Certes, le commerce des bois peut être un précieux auxiliaire de l’agriculture en déblayant pour les colons à venir nombre de plaines et de vallées fertiles destinées à nourrir un jour des millions d’hommes. Mais pourquoi dénuder en même temps les coteaux rocheux des Laurentides, qui ne retiennent un peu d’humidité et de terre végétale que grâce aux racines qui pénètrent profondément dans leurs fissures ? Que deviendront la limpidité des lacs, la régularité du débit des rivières, lorsque les pluies ne seront plus tamisées par le terreau des forêts ? Dans une région où sous la latitude de la France centrale, à trois ou quatre cents mètres à peine au-dessus du niveau des mers, le mercure arrive presque chaque hiver à se figer dans les thermomètres, combien ne faudra-t-il point de siècles pour réparer ce que l’homme détruit en quelques années ? Et ce n’est pas seulement l’exploitation à outrance qui menace les pauvres vieilles forêts : le feu, allumé par imprudence ou désœuvrement, est pour elles un ennemi plus redoutable encore que la cognée. Le seul incendie de 1870 a dévoré plus de bois dans la vallée de l’Outaouais que la hache du bûcheron n’en a fait disparaître en bien des années. Rien de plus hideux que ces squelettes décharnés et demi-carbonisés de grands arbres qui recouvrent à perte de vue les plaines et les versants dévastés par la flamme.
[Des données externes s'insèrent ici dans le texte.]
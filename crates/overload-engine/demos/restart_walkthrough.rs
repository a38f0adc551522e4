//! Walk through an override surviving a server restart.
//!
//! Run with: `cargo run --example restart_walkthrough`
//!
//! Set `RUST_LOG=debug` to see per-generator reconciliation decisions.

use overload_engine::prelude::*;

const ADMIN: ActorId = ActorId(76561198000000001);

// ---------------------------------------------------------------------------
// Scene setup
// ---------------------------------------------------------------------------

fn fresh_server() -> (SimWorld, Vec<EntityId>) {
    let mut world = SimWorld::new();
    world.add_player(ADMIN);
    world.grant_permission(ADMIN, PERM_USE);
    world.grant_permission(ADMIN, PERM_CUSTOM);
    world.give_items(ADMIN, TECH_PARTS, 50);

    let generators = (0..3)
        .map(|i| world.spawn_generator(Vec3::new(i as f32 * 4.0, 0.0, 0.0), OwnerId(ADMIN.0)))
        .collect();
    (world, generators)
}

fn describe(world: &SimWorld, generators: &[EntityId]) {
    for &g in generators {
        match world.output(g) {
            Ok(output) => println!(
                "  {g}: output {output:>5}, markers {}, pickup {}",
                world.children(g, MARKER_PREFAB).len(),
                world.pickup_enabled(g).unwrap_or(false)
            ),
            Err(_) => println!("  {g}: destroyed"),
        }
    }
}

fn main() -> Result<(), anyhow::Error> {
    tracing_subscriber::fmt()
        .with_env_filter(
            tracing_subscriber::EnvFilter::try_from_default_env()
                .unwrap_or_else(|_| tracing_subscriber::EnvFilter::new("info")),
        )
        .init();

    let root = std::env::temp_dir().join("overload-restart-walkthrough");
    if root.exists() {
        std::fs::remove_dir_all(&root)?;
    }
    let paths = OverloadPaths::under(&root);

    // -- first run ----------------------------------------------------------

    let (mut world, generators) = fresh_server();
    let mut plugin = OverloadPlugin::init(&mut world, &paths)?;
    plugin.on_server_initialized(&mut world);

    world.look_at(ADMIN, generators[0], 2.0);
    plugin.handle_command(&mut world, ADMIN, &[]);
    world.look_at(ADMIN, generators[1], 2.0);
    plugin.handle_command(&mut world, ADMIN, &["1500"]);
    world.look_at(ADMIN, generators[2], 2.0);
    plugin.handle_command(&mut world, ADMIN, &["640"]);

    println!("after overrides:");
    describe(&world, &generators);

    // Generator 2 is raided before the next save.
    world.despawn(generators[2]);

    plugin.on_server_save();
    let save = world.capture_snapshot()?;
    plugin.unload()?;
    println!("server saved (hash {})", save.hash);

    // -- second run, crashed presentation ------------------------------------

    let mut world = SimWorld::restore_from_snapshot(&save)?;
    // The host came back without the override presentation on generator 0.
    remove_markers(&mut world, generators[0]);
    world.set_output(generators[0], DEFAULT_GENERATOR_OUTPUT)?;

    let mut plugin = OverloadPlugin::init(&mut world, &paths)?;
    if let Some(report) = plugin.on_server_initialized(&mut world) {
        println!(
            "reconciled: pruned {:?}, reapplied {:?}, skipped {:?}, failed {}",
            report.pruned,
            report.reapplied,
            report.skipped,
            report.failed.len()
        );
    }

    println!("after restart:");
    describe(&world, &generators);
    println!(
        "admin holds {} {}",
        world.item_count(ADMIN, TECH_PARTS),
        plugin.context().config().resource
    );

    plugin.unload()?;
    Ok(())
}
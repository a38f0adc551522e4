//! Overload Host -- host-side contracts for the generator override plugin.
//!
//! This crate describes everything the override logic consumes from the game
//! host: stable entity ids, entity classification, the simulation,
//! inventory, permission, targeting and chat services (as traits), plus
//! [`SimWorld`](world::SimWorld), an in-memory reference host that
//! implements all of them and can be saved and restored to model restarts.
//!
//! # Quick Start
//!
//! ```
//! use overload_host::prelude::*;
//!
//! let mut world = SimWorld::new();
//! let generator = world.spawn_generator(Vec3::new(0.0, 0.0, 0.0), OwnerId(1));
//!
//! assert_eq!(world.kind(generator), Some(EntityKind::Generator));
//! assert_eq!(world.output(generator).unwrap(), DEFAULT_GENERATOR_OUTPUT);
//!
//! let save = world.capture_snapshot().unwrap();
//! let restarted = SimWorld::restore_from_snapshot(&save).unwrap();
//! assert_eq!(restarted.generators(), vec![generator]);
//! ```

#![deny(unsafe_code)]

pub mod entity;
pub mod host;
pub mod identity;
pub mod snapshot;
pub mod world;

// ---------------------------------------------------------------------------
// Error types
// ---------------------------------------------------------------------------

/// Errors produced by host operations.
#[derive(Debug, Clone, PartialEq, thiserror::Error)]
pub enum HostError {
    /// The entity does not exist (destroyed or never spawned).
    #[error("entity {entity} does not exist")]
    UnknownEntity { entity: entity::EntityId },

    /// An entity id was claimed twice.
    #[error("entity id {entity} is already in use")]
    IdInUse { entity: entity::EntityId },

    /// The host could not instantiate a prefab.
    #[error("failed to spawn '{prefab}': {reason}")]
    SpawnFailed { prefab: String, reason: String },

    /// No item definition exists under that short name.
    #[error("unknown item '{item}'")]
    UnknownItem { item: String },

    /// The actor does not carry enough of an item.
    #[error("not enough '{item}': required {required}, available {available}")]
    InsufficientItems {
        item: String,
        required: u32,
        available: u32,
    },

    /// The actor is not known to the host.
    #[error("unknown actor {actor}")]
    UnknownActor { actor: identity::ActorId },

    /// A save's hash does not match its contents.
    #[error("snapshot hash mismatch: recorded {recorded} but recomputed {recomputed}")]
    SnapshotHashMismatch {
        recorded: String,
        recomputed: String,
    },

    /// A save could not be encoded or decoded.
    #[error("snapshot encode/decode failed: {0}")]
    SnapshotDecode(String),
}

// ---------------------------------------------------------------------------
// Prelude
// ---------------------------------------------------------------------------

/// Convenience re-exports for common usage.
pub mod prelude {
    pub use crate::entity::{EntityAllocator, EntityId};
    pub use crate::host::{
        Chat, EntityFlag, Host, Inventory, Permissions, RayHit, Simulation, Targeting, Vec3,
    };
    pub use crate::identity::{
        ActorId, EntityKind, OwnerId, GENERATOR_PREFAB, MARKER_PREFAB, UPGRADE_EFFECT,
    };
    pub use crate::snapshot::{WorldSnapshot, WorldState};
    pub use crate::world::{SimEntity, SimPlayer, SimWorld, DEFAULT_GENERATOR_OUTPUT, TECH_PARTS};
    pub use crate::HostError;
}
Les printemps se succèdent sans presque rien changer à la sinistre physionomie de ces immenses espaces que le bûcheron canadien appelle des « brûlés ». À la longue, une maigre végétation d’essences presque toujours inférieures à celles qui ont disparu reprend lentement possession du sol calciné ; mais longtemps encore après que celui-ci s’est tapissé d’une verdure nouvelle, le regard reste attristé par l’aspect des grands troncs morts qui se dressent au-dessus de leurs chétifs remplaçants.

La Chaudière en hiver. — Dessin de J. Moynel, d’après une photographie.

Comment s’étonner si, en présence de cet effrayant gaspillage, simple imitation, d’ailleurs, de ce qui se fait aux États-Unis, quelques hommes de bon sens ont commencé à jeter le cri d’alarme ?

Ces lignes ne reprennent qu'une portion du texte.